TJ-PB mantém restrição ao gabarito na orla de João Pessoa em decisão apertada

Por decisão apertada, com sete votos a favor e seis contra, o Órgão Especial do Tribunal de Justiça da Paraíba modificou seu posicionamento sobre a Lei de Uso e Ocupação do Solo (LUOS) de João Pessoa, aprovada em 2024 pela Câmara Municipal. Os desembargadores confirmaram a inconstitucionalidade do artigo 62 da legislação, que propunha flexibilizar a Regra do Gabarito, mas eliminaram a declaração de inconstitucionalidade formal da norma como um todo.

A decisão permite que empreendimentos construídos em áreas afastadas dos limites protegidos pela Regra do Gabarito não sejam prejudicados pela anulação da lei. O tribunal, porém, mantém a vedação específica ao dispositivo que autorizava a flexibilização desses limites de altura.

Em dezembro anterior, o TJ havia anulado integralmente a legislação, identificando vícios tanto formais quanto materiais no texto aprovado pela Casa Legislativa. Essa deliberação gerou insatisfação no setor da construção civil, que argumentava estar sendo prejudicado pela derrubada total da lei, uma vez que construções realizadas longe das áreas de restrição de altura também eram afetadas pela decisão.

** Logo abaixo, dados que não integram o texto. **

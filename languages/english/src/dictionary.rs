use std::sync::Arc;
use std::sync::LazyLock;
use std::sync::atomic::{AtomicUsize, Ordering};

use async_trait::async_trait;
use fanyi_client::{Fetcher, Signer};
use fanyi_config::Config;
use fanyi_core::dictionary::DictionaryAdapter;
use fanyi_core::language::Deinflector;
use fanyi_core::preprocess::{DefaultPreprocessor, Preprocessor};
use fanyi_core::state::{Session, SessionState};
use fanyi_types::{DictionaryOptions, NormalizedRecord};
use futures_util::future::join_all;
use regex::Regex;
use serde_json::Value;

use crate::error::LookupError;
use crate::normalizer::normalize;
use crate::renderers::RenderContext;
use crate::response::rejection_code;

static TOKEN_REGEX: LazyLock<Regex> = LazyLock::new(|| {
    Regex::new(r"(?i)token: '(.+?)'").expect("Invalid token pattern")
});

static GTK_REGEX: LazyLock<Regex> = LazyLock::new(|| {
    Regex::new(r"(?i)window\.gtk = '(.+?)'").expect("Invalid gtk pattern")
});

/// Oxford EN dictionary backed by the Baidu Fanyi lookup api
pub struct OxfordDictionary {
    fetcher: Arc<dyn Fetcher>,
    signer: Arc<dyn Signer>,
    deinflector: Arc<dyn Deinflector>,
    session: SessionState,
    max_example: AtomicUsize,
    session_refreshes: u32,
    base_url: String,
    from_lang: String,
    to_lang: String,
}

impl OxfordDictionary {
    pub fn new(
        config: &Config,
        fetcher: Arc<dyn Fetcher>,
        signer: Arc<dyn Signer>,
        deinflector: Arc<dyn Deinflector>,
    ) -> Self {
        let options = DictionaryOptions {
            maxexample: Some(config.dictionary.max_example as i64),
        };

        Self {
            fetcher,
            signer,
            deinflector,
            session: SessionState::new(),
            max_example: AtomicUsize::new(options.max_example()),
            session_refreshes: config.dictionary.session_refreshes,
            base_url: config.network.base(),
            from_lang: config.dictionary.from_lang.clone(),
            to_lang: config.dictionary.to_lang.clone(),
        }
    }

    pub fn max_example(&self) -> usize {
        self.max_example.load(Ordering::Relaxed)
    }

    /// `[word, ...base forms]`; just `[word]` when deinflection fails
    async fn candidates(&self, word: &str) -> Vec<String> {
        let bases = match self.deinflector.deinflect(word).await {
            Ok(bases) => bases,
            Err(e) => {
                tracing::warn!("Deinflection failed for '{}': {}", word, e);
                Vec::new()
            }
        };

        let mut candidates = Vec::with_capacity(bases.len() + 1);
        candidates.push(word.to_string());
        candidates.extend(bases);
        candidates
    }

    /// Look up one candidate; every failure ends up as `None`
    async fn lookup(&self, candidate: &str) -> Option<NormalizedRecord> {
        if candidate.is_empty() {
            return None;
        }

        match self.try_lookup(candidate).await {
            Ok(record) => record,
            Err(e) => {
                tracing::warn!("Lookup failed for '{}': {}", candidate, e);
                None
            }
        }
    }

    async fn try_lookup(&self, candidate: &str) -> Result<Option<NormalizedRecord>, LookupError> {
        let mut refreshes = 0;

        loop {
            let session = self.session.ensure(|| self.acquire_session()).await?;
            let response = self.query(candidate, &session).await?;

            if let Some(code) = rejection_code(&response) {
                if refreshes >= self.session_refreshes {
                    return Err(LookupError::Rejected(code));
                }
                tracing::warn!(
                    "Service rejected '{}' (code {}), refreshing session",
                    candidate,
                    code
                );
                self.session.invalidate(&session).await;
                refreshes += 1;
                continue;
            }

            let ctx = RenderContext {
                word: candidate,
                max_example: self.max_example(),
                base_url: &self.base_url,
            };
            return Ok(normalize(&response, &ctx));
        }
    }

    async fn query(&self, candidate: &str, session: &Session) -> Result<Value, LookupError> {
        let sign = self
            .signer
            .sign(candidate, &session.signing_key)
            .ok_or_else(|| LookupError::Signature(candidate.to_string()))?;

        let url = format!(
            "{}v2transapi?from={}&to={}&simple_means_flag=3&query={}&sign={}&token={}",
            self.base_url,
            self.from_lang,
            self.to_lang,
            urlencoding::encode(candidate),
            sign,
            urlencoding::encode(&session.token),
        );

        let body = self.fetcher.fetch(&url).await?;
        Ok(serde_json::from_str(&body)?)
    }

    /// Scrape token and signing key off the homepage
    async fn acquire_session(&self) -> Result<Session, LookupError> {
        let homepage = self.fetcher.fetch(&self.base_url).await?;

        let token = capture(&TOKEN_REGEX, &homepage).ok_or(LookupError::Session("token not found"))?;
        let signing_key =
            capture(&GTK_REGEX, &homepage).ok_or(LookupError::Session("gtk not found"))?;

        tracing::info!("Acquired service session");
        Ok(Session { token, signing_key })
    }
}

fn capture(regex: &Regex, haystack: &str) -> Option<String> {
    regex
        .captures(haystack)
        .and_then(|c| c.get(1))
        .map(|m| m.as_str().to_string())
}

#[async_trait]
impl DictionaryAdapter for OxfordDictionary {
    fn display_name(&self) -> &str {
        "Oxford EN->EN Dictionary"
    }

    fn set_options(&self, options: DictionaryOptions) {
        self.max_example
            .store(options.max_example(), Ordering::Relaxed);
    }

    async fn find_term(&self, word: &str) -> Vec<NormalizedRecord> {
        let word = DefaultPreprocessor.process(word);
        if word.is_empty() {
            return Vec::new();
        }

        let candidates = self.candidates(&word).await;
        tracing::debug!("Looking up '{}' as {:?}", word, candidates);

        // join_all hands results back in candidate order
        let results = join_all(candidates.iter().map(|c| self.lookup(c))).await;
        let records: Vec<NormalizedRecord> = results.into_iter().flatten().collect();

        tracing::debug!("'{}': {} records", word, records.len());
        records
    }
}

Diante dessa situação, o prefeito Cícero Lucena (MDB) editou Medida Provisória em dezembro suspendendo os efeitos do artigo 62 da LUOS. Posteriormente, a Procuradoria Municipal protocolou embargos de declaração solicitando a revisão do posicionamento da corte.

O desembargador Carlos Beltrão, relator do processo, requereu a inclusão dos embargos de declaração apresentados pela administração municipal na pauta do julgamento realizado nesta quarta-feira. A decisão do tribunal representa um meio termo entre as posições anteriormente defendidas, preservando as restrições ao dispositivo questionado enquanto permite que o restante da legislação produza efeitos sobre as edificações erguidas conforme as demais disposições da lei.